Circuit Court of Appeals, Fifth Circuit.

January 27, 1948.

Rehearing Denied March 12, 1948.

Howard Dailey, of Dallas, Tex., for appellants.

Hardy Moore and T. D. Wells, both of Paris, Tex., and Searcy L. Johnson, Sp. Asst. to Atty. Gen., for appellees.

Before SIBLEY, HOLMES, and McCORD, Circuit Judges.

McCORD, Circuit Judge.

This is an action to determine ownership of the proceeds of a policy of National Service Life Insurance issued to Corporal Arthur B. Ervin, United States Marine Corps, who was killed in combat on the island of Saipan during the late war.

The question presented for our determination is whether a change of beneficiary from the wife to the mother was effected. On the trial below a jury awarded the proceeds of the insurance policy to the mother.

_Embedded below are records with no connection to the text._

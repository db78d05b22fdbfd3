use std::fs;
use std::path::{Path, PathBuf};
use std::time::Duration;

use tutor_core::agent::{EngineOptions, DEFAULT_MAX_TOOL_OUTPUT_CHARS};
use tutor_core::llm::LlmClientConfig;
use tutor_core::mcp::ServerConfig;

/// High-level configuration for the tutor CLI
#[derive(Clone, Debug)]
pub struct TutorConfig {
    pub tools_enabled: bool,
    pub tool_timeout_ms: u64,
    pub max_tool_output_chars: usize,
    /// Use canned in-memory tool servers instead of spawning processes
    pub mock_tools: bool,
    /// Syllabus text file; without it the syllabus is generated per topic
    pub syllabus_path: Option<PathBuf>,
    pub llm: LlmClientConfig,
    pub servers: Vec<ServerConfig>,
}

impl Default for TutorConfig {
    fn default() -> Self {
        Self {
            tools_enabled: std::env::var("TUTOR_TOOLS_ENABLED")
                .ok()
                .and_then(|v| v.parse::<bool>().ok())
                .unwrap_or(true),
            tool_timeout_ms: 30_000,
            max_tool_output_chars: DEFAULT_MAX_TOOL_OUTPUT_CHARS,
            mock_tools: std::env::var("TUTOR_MOCK_TOOLS")
                .ok()
                .and_then(|v| v.parse::<bool>().ok())
                .unwrap_or(false),
            syllabus_path: None,
            llm: LlmClientConfig::default(),
            servers: vec![default_filesystem_server()],
        }
    }
}

fn default_filesystem_server() -> ServerConfig {
    let mut server = ServerConfig::new("filesystem", "npx")
        .with_args(["@modelcontextprotocol/server-filesystem", "."]);
    server.display_name = "File System".to_string();
    server.description = "Access local files for educational content".to_string();
    server
}

impl TutorConfig {
    /// Load configuration from a TOML file (path via TUTOR_CONFIG or ./tutor.toml),
    /// overlaying values onto defaults and env-driven defaults.
    pub fn load() -> Self {
        let path = std::env::var("TUTOR_CONFIG").unwrap_or_else(|_| "tutor.toml".into());
        Self::load_from(Path::new(&path))
    }

    pub fn load_from(p: &Path) -> Self {
        let default = Self::default();
        if !p.exists() {
            tracing::info!(target: "tutor_cli", path = %p.display(), "No TOML config found; using defaults/env");
            return default;
        }
        match fs::read_to_string(p) {
            Ok(s) => match Self::from_toml(&s, default.clone()) {
                Ok(cfg) => cfg,
                Err(e) => {
                    tracing::warn!(target: "tutor_cli", error = %e, "Failed to parse TOML; using defaults");
                    default
                }
            },
            Err(e) => {
                tracing::warn!(target: "tutor_cli", error = %e, "Failed to read TOML; using defaults");
                default
            }
        }
    }

    fn from_toml(s: &str, base: Self) -> Result<Self, toml::de::Error> {
        toml::from_str::<TutorToml>(s).map(|t| t.overlay(base))
    }

    pub fn engine_options(&self) -> EngineOptions {
        EngineOptions {
            tool_timeout: Duration::from_millis(self.tool_timeout_ms),
            max_tool_output_chars: self.max_tool_output_chars,
        }
    }
}

// =========================
// TOML overlay definitions
// =========================

#[derive(Debug, Clone, Default, serde::Deserialize)]
struct TutorToml {
    pub tools_enabled: Option<bool>,
    pub tool_timeout_ms: Option<u64>,
    pub max_tool_output_chars: Option<usize>,
    pub mock_tools: Option<bool>,
    pub syllabus_path: Option<PathBuf>,
    pub llm: Option<LlmToml>,
    /// Replaces the default server list when present
    pub servers: Option<Vec<ServerConfig>>,
}

impl TutorToml {
    fn overlay(self, mut base: TutorConfig) -> TutorConfig {
        if let Some(v) = self.tools_enabled {
            base.tools_enabled = v;
        }
        if let Some(v) = self.tool_timeout_ms {
            base.tool_timeout_ms = v.max(1);
        }
        if let Some(v) = self.max_tool_output_chars {
            base.max_tool_output_chars = v;
        }
        if let Some(v) = self.mock_tools {
            base.mock_tools = v;
        }
        if let Some(v) = self.syllabus_path {
            base.syllabus_path = Some(v);
        }
        if let Some(l) = self.llm {
            l.apply(&mut base.llm);
        }
        if let Some(servers) = self.servers {
            base.servers = servers;
        }
        base
    }
}

#[derive(Debug, Clone, Default, serde::Deserialize)]
struct LlmToml {
    pub base_url: Option<String>,
    pub model: Option<String>,
    pub api_key: Option<String>,
    pub request_timeout_ms: Option<u64>,
    pub temperature: Option<f32>,
    pub max_tokens: Option<u32>,
}

impl LlmToml {
    fn apply(self, l: &mut LlmClientConfig) {
        if let Some(x) = self.base_url {
            l.base_url = x;
        }
        if let Some(x) = self.model {
            l.model = x;
        }
        if let Some(x) = self.api_key.filter(|k| !k.is_empty()) {
            l.api_key = Some(x);
        }
        if let Some(x) = self.request_timeout_ms {
            l.request_timeout_ms = x;
        }
        if let Some(x) = self.temperature {
            l.temperature = x.clamp(0.0, 2.0);
        }
        if let Some(x) = self.max_tokens {
            l.max_tokens = x;
        }
    }
}

#[cfg(test)]
mod tests {
    use super::*;

    #[test]
    fn test_overlay_keeps_unset_defaults() {
        let base = TutorConfig::default();
        let base_model = base.llm.model.clone();
        let cfg = TutorConfig::from_toml("tool_timeout_ms = 500\nmock_tools = true\n", base).unwrap();

        assert_eq!(cfg.tool_timeout_ms, 500);
        assert!(cfg.mock_tools);
        assert_eq!(cfg.llm.model, base_model);
        assert_eq!(cfg.servers.len(), 1);
        assert_eq!(cfg.servers[0].id, "filesystem");
        assert_eq!(cfg.engine_options().tool_timeout, Duration::from_millis(500));
    }

    #[test]
    fn test_servers_table_replaces_defaults() {
        let toml = r#"
            tools_enabled = false

            [llm]
            model = "tiny"
            temperature = 9.0

            [[servers]]
            id = "brave-search"
            name = "Web Search"
            command = "npx"
            args = ["@modelcontextprotocol/server-brave-search"]
            env = { BRAVE_API_KEY = "k" }

            [[servers]]
            id = "local"
            command = "./tool"
        "#;
        let cfg = TutorConfig::from_toml(toml, TutorConfig::default()).unwrap();

        assert!(!cfg.tools_enabled);
        assert_eq!(cfg.llm.model, "tiny");
        assert_eq!(cfg.llm.temperature, 2.0);
        let ids: Vec<_> = cfg.servers.iter().map(|s| s.id.as_str()).collect();
        assert_eq!(ids, vec!["brave-search", "local"]);
        assert_eq!(cfg.servers[0].display_name, "Web Search");
        assert_eq!(cfg.servers[0].env["BRAVE_API_KEY"], "k");
        assert!(cfg.servers[1].args.is_empty());
    }

    #[test]
    fn test_bad_toml_is_an_error() {
        assert!(TutorConfig::from_toml("tools_enabled = [", TutorConfig::default()).is_err());
    }

    #[test]
    fn test_missing_file_falls_back() {
        let cfg = TutorConfig::load_from(Path::new("/nonexistent/tutor.toml"));
        assert_eq!(cfg.tool_timeout_ms, 30_000);
    }
}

It was stipulated by the parties that the certificate or policy of insurance was issued on March 22, 1943, and that the appellee, mother of deceased, was the named beneficiary at the time the insurance was taken out; that Corporal Ervin later married the appellant, whose name was at that time Odena Gladys Good, on July 17, 1943, and *858 made formal request for change of beneficiary from his mother to his wife on August 24, 1943; that on April 29, 1944, Ervin wrote his brother, Harley Ervin, nicknamed "Bud", a letter in which he stated that he had changed the beneficiary of his policy from his wife to his mother.[1]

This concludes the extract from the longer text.